#### YOUR GOAL:
How many lines below contain the word "AnalysisConfig"? Reply solely with the number.

#### INPUT:
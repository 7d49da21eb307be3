//! Configuration management for Moodlens
//!
//! Parses TOML configuration files and provides typed access to settings.
//! The "stable" and "extended" analysis variants are configuration presets
//! over a single orchestrator, not separate code paths.

use serde::{Deserialize, Serialize};
use std::path::Path;
use std::str::FromStr;
use std::time::Duration;

/// Root configuration structure
#[derive(Debug, Clone, Deserialize, Serialize)]
pub struct Config {
    pub server: ServerConfig,
    pub provider: ProviderConfig,
    pub analysis: AnalysisConfig,
    pub presets: PresetsConfig,
    #[serde(default)]
    pub backoff: BackoffConfig,
    #[serde(default)]
    pub observability: ObservabilityConfig,
}

/// Server configuration
#[derive(Debug, Clone, Deserialize, Serialize)]
pub struct ServerConfig {
    pub host: String,
    pub port: u16,
    /// Hard end-to-end ceiling on a single analyze request. If the retry
    /// loop would run past this, the handler answers with the fallback
    /// analysis instead of timing the whole request out.
    #[serde(default = "default_request_ceiling")]
    pub request_ceiling_seconds: u64,
}

fn default_request_ceiling() -> u64 {
    30
}

/// Upstream LLM provider configuration
///
/// The provider is an opaque remote generate-content call. The API key is
/// never stored in the config file; only the name of the environment
/// variable that carries it is.
#[derive(Debug, Clone, Deserialize, Serialize)]
pub struct ProviderConfig {
    #[serde(default = "default_provider_base_url")]
    pub base_url: String,
    #[serde(default = "default_api_key_env")]
    pub api_key_env: String,
    #[serde(default = "default_max_output_tokens")]
    pub max_output_tokens: u32,
    #[serde(default = "default_temperature")]
    pub temperature: f64,
    #[serde(default = "default_top_p")]
    pub top_p: f64,
    #[serde(default = "default_top_k")]
    pub top_k: u32,
}

fn default_provider_base_url() -> String {
    "https://generativelanguage.googleapis.com".to_string()
}

fn default_api_key_env() -> String {
    "GOOGLE_API_KEY".to_string()
}

fn default_max_output_tokens() -> u32 {
    800
}

fn default_temperature() -> f64 {
    0.7
}

fn default_top_p() -> f64 {
    0.95
}

fn default_top_k() -> u32 {
    40
}

/// Which preset the analyze endpoint runs with
#[derive(Debug, Clone, Deserialize, Serialize)]
pub struct AnalysisConfig {
    #[serde(default)]
    pub preset: PresetName,
}

/// Named orchestrator presets
#[derive(Debug, Clone, Copy, Default, Deserialize, Serialize, PartialEq, Eq)]
#[serde(rename_all = "lowercase")]
pub enum PresetName {
    #[default]
    Stable,
    Extended,
}

impl std::fmt::Display for PresetName {
    fn fmt(&self, f: &mut std::fmt::Formatter<'_>) -> std::fmt::Result {
        match self {
            PresetName::Stable => write!(f, "stable"),
            PresetName::Extended => write!(f, "extended"),
        }
    }
}

/// The two shipped orchestrator presets
#[derive(Debug, Clone, Deserialize, Serialize)]
pub struct PresetsConfig {
    pub stable: PresetConfig,
    pub extended: PresetConfig,
}

/// A single orchestrator parameterization: model pool, attempt budget,
/// per-attempt timeout
///
/// Fields are private to enforce invariants. Configuration is loaded via
/// deserialization and validated via Config::validate(). After construction,
/// fields cannot be mutated, ensuring validated data remains valid.
#[derive(Debug, Clone, Deserialize, Serialize)]
pub struct PresetConfig {
    /// Ordered pool of model identifiers tried round-robin
    models: Vec<String>,
    /// Maximum attempts per request, at least the pool size
    max_retries: usize,
    /// Wall-clock timeout for a single provider call
    attempt_timeout_seconds: u64,
}

impl PresetConfig {
    /// Get the ordered model pool
    pub fn models(&self) -> &[String] {
        &self.models
    }

    /// Get the per-request attempt budget
    pub fn max_retries(&self) -> usize {
        self.max_retries
    }

    /// Get the per-attempt timeout
    pub fn attempt_timeout(&self) -> Duration {
        Duration::from_secs(self.attempt_timeout_seconds)
    }
}

/// Retry delay tuning table
///
/// These are behavioral-compatibility constants, not values derived from
/// any invariant. They are configuration so the two ladders can be tuned
/// without touching orchestrator code.
#[derive(Debug, Clone, Deserialize, Serialize)]
pub struct BackoffConfig {
    /// Base delay after a rate-limit failure; doubles per consecutive
    /// rate-limit failure up to `rate_limit_cap_ms`
    #[serde(default = "default_rate_limit_base_ms")]
    pub rate_limit_base_ms: u64,
    #[serde(default = "default_rate_limit_cap_ms")]
    pub rate_limit_cap_ms: u64,
    /// Fixed delay after a parse/schema failure
    #[serde(default = "default_parse_retry_ms")]
    pub parse_retry_ms: u64,
    /// Base delay for other transient failures; grows linearly with the
    /// attempt number up to `transient_cap_ms`
    #[serde(default = "default_transient_base_ms")]
    pub transient_base_ms: u64,
    #[serde(default = "default_transient_cap_ms")]
    pub transient_cap_ms: u64,
}

impl Default for BackoffConfig {
    fn default() -> Self {
        Self {
            rate_limit_base_ms: default_rate_limit_base_ms(),
            rate_limit_cap_ms: default_rate_limit_cap_ms(),
            parse_retry_ms: default_parse_retry_ms(),
            transient_base_ms: default_transient_base_ms(),
            transient_cap_ms: default_transient_cap_ms(),
        }
    }
}

fn default_rate_limit_base_ms() -> u64 {
    2000
}

fn default_rate_limit_cap_ms() -> u64 {
    15000
}

fn default_parse_retry_ms() -> u64 {
    300
}

fn default_transient_base_ms() -> u64 {
    1000
}

fn default_transient_cap_ms() -> u64 {
    5000
}

/// Observability configuration
#[derive(Debug, Clone, Deserialize, Serialize)]
pub struct ObservabilityConfig {
    #[serde(default = "default_log_level")]
    pub log_level: String,
}

impl Default for ObservabilityConfig {
    fn default() -> Self {
        Self {
            log_level: default_log_level(),
        }
    }
}

fn default_log_level() -> String {
    "info".to_string()
}

impl Config {
    /// Load configuration from a TOML file
    pub fn from_file<P: AsRef<Path>>(path: P) -> crate::error::AppResult<Self> {
        let path_display = path.as_ref().display().to_string();

        // Phase 1: Read file (preserves io::Error context)
        let content = std::fs::read_to_string(path.as_ref()).map_err(|source| {
            crate::error::AppError::ConfigFileRead {
                path: path_display.clone(),
                source,
            }
        })?;

        // Phase 2: Parse TOML (preserves toml::de::Error context)
        let config: Self = toml::from_str(&content).map_err(|source| {
            crate::error::AppError::ConfigParseFailed {
                path: path_display.clone(),
                source: Box::new(source),
            }
        })?;

        // Phase 3: Validate parsed config
        config.validate().map_err(|e| {
            crate::error::AppError::Config(format!("{}: {}", path_display, e))
        })?;

        Ok(config)
    }

    /// Get the preset the analyze endpoint is configured to run with
    pub fn active_preset(&self) -> &PresetConfig {
        match self.analysis.preset {
            PresetName::Stable => &self.presets.stable,
            PresetName::Extended => &self.presets.extended,
        }
    }

    /// Validate configuration after parsing
    ///
    /// This is called automatically by `from_file()`, but can also be called
    /// explicitly when constructing Config via other means (e.g., in tests).
    pub fn validate(&self) -> crate::error::AppResult<()> {
        // Preset validation across both presets
        for (preset_name, preset) in [
            ("stable", &self.presets.stable),
            ("extended", &self.presets.extended),
        ] {
            if preset.models.is_empty() {
                return Err(crate::error::AppError::Config(format!(
                    "presets.{} has an empty model pool. \
                    List at least one model identifier in presets.{}.models.",
                    preset_name, preset_name
                )));
            }

            for model in &preset.models {
                if model.trim().is_empty() {
                    return Err(crate::error::AppError::Config(format!(
                        "presets.{} contains an empty model identifier",
                        preset_name
                    )));
                }
            }

            // The budget must allow trying every pool member at least once
            if preset.max_retries < preset.models.len() {
                return Err(crate::error::AppError::Config(format!(
                    "presets.{}.max_retries ({}) is smaller than the model pool ({}). \
                    Every model must get at least one attempt before the fallback is served.",
                    preset_name,
                    preset.max_retries,
                    preset.models.len()
                )));
            }

            if preset.attempt_timeout_seconds == 0 {
                return Err(crate::error::AppError::Config(format!(
                    "presets.{}.attempt_timeout_seconds must be greater than 0",
                    preset_name
                )));
            }
            if preset.attempt_timeout_seconds > 300 {
                return Err(crate::error::AppError::Config(format!(
                    "presets.{}.attempt_timeout_seconds cannot exceed 300 seconds, got {}",
                    preset_name, preset.attempt_timeout_seconds
                )));
            }
        }

        // Provider validation
        if !self.provider.base_url.starts_with("http://")
            && !self.provider.base_url.starts_with("https://")
        {
            return Err(crate::error::AppError::Config(format!(
                "provider.base_url '{}' must start with 'http://' or 'https://'",
                self.provider.base_url
            )));
        }

        if self.provider.api_key_env.trim().is_empty() {
            return Err(crate::error::AppError::Config(
                "provider.api_key_env must name the environment variable carrying the API key"
                    .to_string(),
            ));
        }

        if self.provider.max_output_tokens == 0 {
            return Err(crate::error::AppError::Config(
                "provider.max_output_tokens must be greater than 0".to_string(),
            ));
        }

        if self.provider.temperature < 0.0
            || self.provider.temperature > 2.0
            || !self.provider.temperature.is_finite()
        {
            return Err(crate::error::AppError::Config(format!(
                "provider.temperature must be a finite number between 0.0 and 2.0, got {}",
                self.provider.temperature
            )));
        }

        if self.provider.top_p <= 0.0 || self.provider.top_p > 1.0 || !self.provider.top_p.is_finite()
        {
            return Err(crate::error::AppError::Config(format!(
                "provider.top_p must be within (0.0, 1.0], got {}",
                self.provider.top_p
            )));
        }

        // Backoff validation: every delay positive, caps at or above bases
        if self.backoff.rate_limit_base_ms == 0
            || self.backoff.parse_retry_ms == 0
            || self.backoff.transient_base_ms == 0
        {
            return Err(crate::error::AppError::Config(
                "backoff delays must be greater than 0".to_string(),
            ));
        }
        if self.backoff.rate_limit_cap_ms < self.backoff.rate_limit_base_ms {
            return Err(crate::error::AppError::Config(format!(
                "backoff.rate_limit_cap_ms ({}) is below backoff.rate_limit_base_ms ({})",
                self.backoff.rate_limit_cap_ms, self.backoff.rate_limit_base_ms
            )));
        }
        if self.backoff.transient_cap_ms < self.backoff.transient_base_ms {
            return Err(crate::error::AppError::Config(format!(
                "backoff.transient_cap_ms ({}) is below backoff.transient_base_ms ({})",
                self.backoff.transient_cap_ms, self.backoff.transient_base_ms
            )));
        }

        // Request ceiling validation
        if self.server.request_ceiling_seconds == 0 {
            return Err(crate::error::AppError::Config(
                "server.request_ceiling_seconds must be greater than 0".to_string(),
            ));
        }
        if self.server.request_ceiling_seconds > 300 {
            return Err(crate::error::AppError::Config(format!(
                "server.request_ceiling_seconds cannot exceed 300 seconds, got {}",
                self.server.request_ceiling_seconds
            )));
        }

        Ok(())
    }
}

impl FromStr for Config {
    type Err = crate::error::AppError;

    fn from_str(toml_str: &str) -> Result<Self, Self::Err> {
        let config: Config = toml::from_str(toml_str).map_err(|source| {
            crate::error::AppError::ConfigParseFailed {
                path: "<string>".to_string(),
                source: Box::new(source),
            }
        })?;

        config.validate()?;
        Ok(config)
    }
}
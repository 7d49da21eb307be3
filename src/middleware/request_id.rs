//! Per-request correlation ids
//!
//! Every request carries a UUID through its whole lifecycle: handlers read
//! it from extensions for structured log fields, and clients get it back
//! in the response headers. A caller that already has a correlation id can
//! supply one; anything that does not parse as a UUID is replaced.

use axum::{extract::Request, http::HeaderValue, middleware::Next, response::Response};
use uuid::Uuid;

/// Header carrying the request id in both directions
pub const REQUEST_ID_HEADER: &str = "x-request-id";

/// Request ID wrapper type for Axum extensions
#[derive(Debug, Clone, Copy)]
pub struct RequestId(pub Uuid);

impl RequestId {
    /// Generate a new random request ID
    pub fn new() -> Self {
        Self(Uuid::new_v4())
    }

    /// The inbound header value, if it holds a valid UUID
    fn from_request(request: &Request) -> Option<Self> {
        let header = request.headers().get(REQUEST_ID_HEADER)?;
        let parsed = Uuid::parse_str(header.to_str().ok()?).ok()?;
        Some(Self(parsed))
    }

    /// Get the UUID value
    pub fn as_uuid(&self) -> Uuid {
        self.0
    }
}

impl Default for RequestId {
    fn default() -> Self {
        Self::new()
    }
}

impl std::fmt::Display for RequestId {
    fn fmt(&self, f: &mut std::fmt::Formatter<'_>) -> std::fmt::Result {
        write!(f, "{}", self.0)
    }
}

/// Middleware attaching a request id to each request and response
pub async fn request_id_middleware(mut request: Request, next: Next) -> Response {
    let request_id = RequestId::from_request(&request).unwrap_or_default();

    tracing::debug!(
        request_id = %request_id,
        method = %request.method(),
        uri = %request.uri(),
        "Incoming request"
    );

    request.extensions_mut().insert(request_id);

    let mut response = next.run(request).await;

    if let Ok(header_value) = HeaderValue::from_str(&request_id.to_string()) {
        response
            .headers_mut()
            .insert(REQUEST_ID_HEADER, header_value);
    }

    response
}
//! Upstream LLM provider abstraction
//!
//! The provider is an opaque remote generate-content function. The
//! [`ModelInvoker`] trait allows dependency injection of scripted
//! invokers in tests, so the orchestrator's retry policy is testable
//! without any network. Failures are a typed taxonomy the orchestrator
//! pattern-matches on to choose its backoff, not exceptions.

pub mod gemini;

pub use gemini::GeminiInvoker;

use async_trait::async_trait;
use thiserror::Error;

/// Classified failure of a single provider invocation
#[derive(Debug, Clone, Error)]
pub enum ProviderError {
    /// The call did not settle within the attempt timeout. The late
    /// response, if any, is ignored.
    #[error("request to model {model} timed out after {timeout_seconds}s")]
    Timeout { model: String, timeout_seconds: u64 },

    /// 429 / RESOURCE_EXHAUSTED / quota-or-rate-limit phrasing
    #[error("provider rate limited: {message}")]
    RateLimited { message: String },

    /// 401/403: the shared credential was rejected
    #[error("provider rejected credentials: {message}")]
    Auth { message: String },

    /// 404 or "no such model"
    #[error("model {model} not found")]
    NotFound { model: String },

    /// Anything else: network failures, 5xx, empty responses
    #[error("provider unavailable: {message}")]
    Transient { message: String },
}

impl ProviderError {
    /// Stable label for logs and metrics
    pub fn kind_label(&self) -> &'static str {
        match self {
            ProviderError::Timeout { .. } => "timeout",
            ProviderError::RateLimited { .. } => "rate_limited",
            ProviderError::Auth { .. } => "auth",
            ProviderError::NotFound { .. } => "not_found",
            ProviderError::Transient { .. } => "transient",
        }
    }
}

/// A single generate-content call against one model identifier
///
/// Implementations own their sampling configuration and attempt timeout;
/// the orchestrator only chooses which model to ask and what to do with
/// the outcome.
#[async_trait]
pub trait ModelInvoker: Send + Sync {
    /// Generate text for `prompt` using `model`
    async fn generate(&self, model: &str, prompt: &str) -> Result<String, ProviderError>;
}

#### RESPONSE TO THE EXERCISE:
2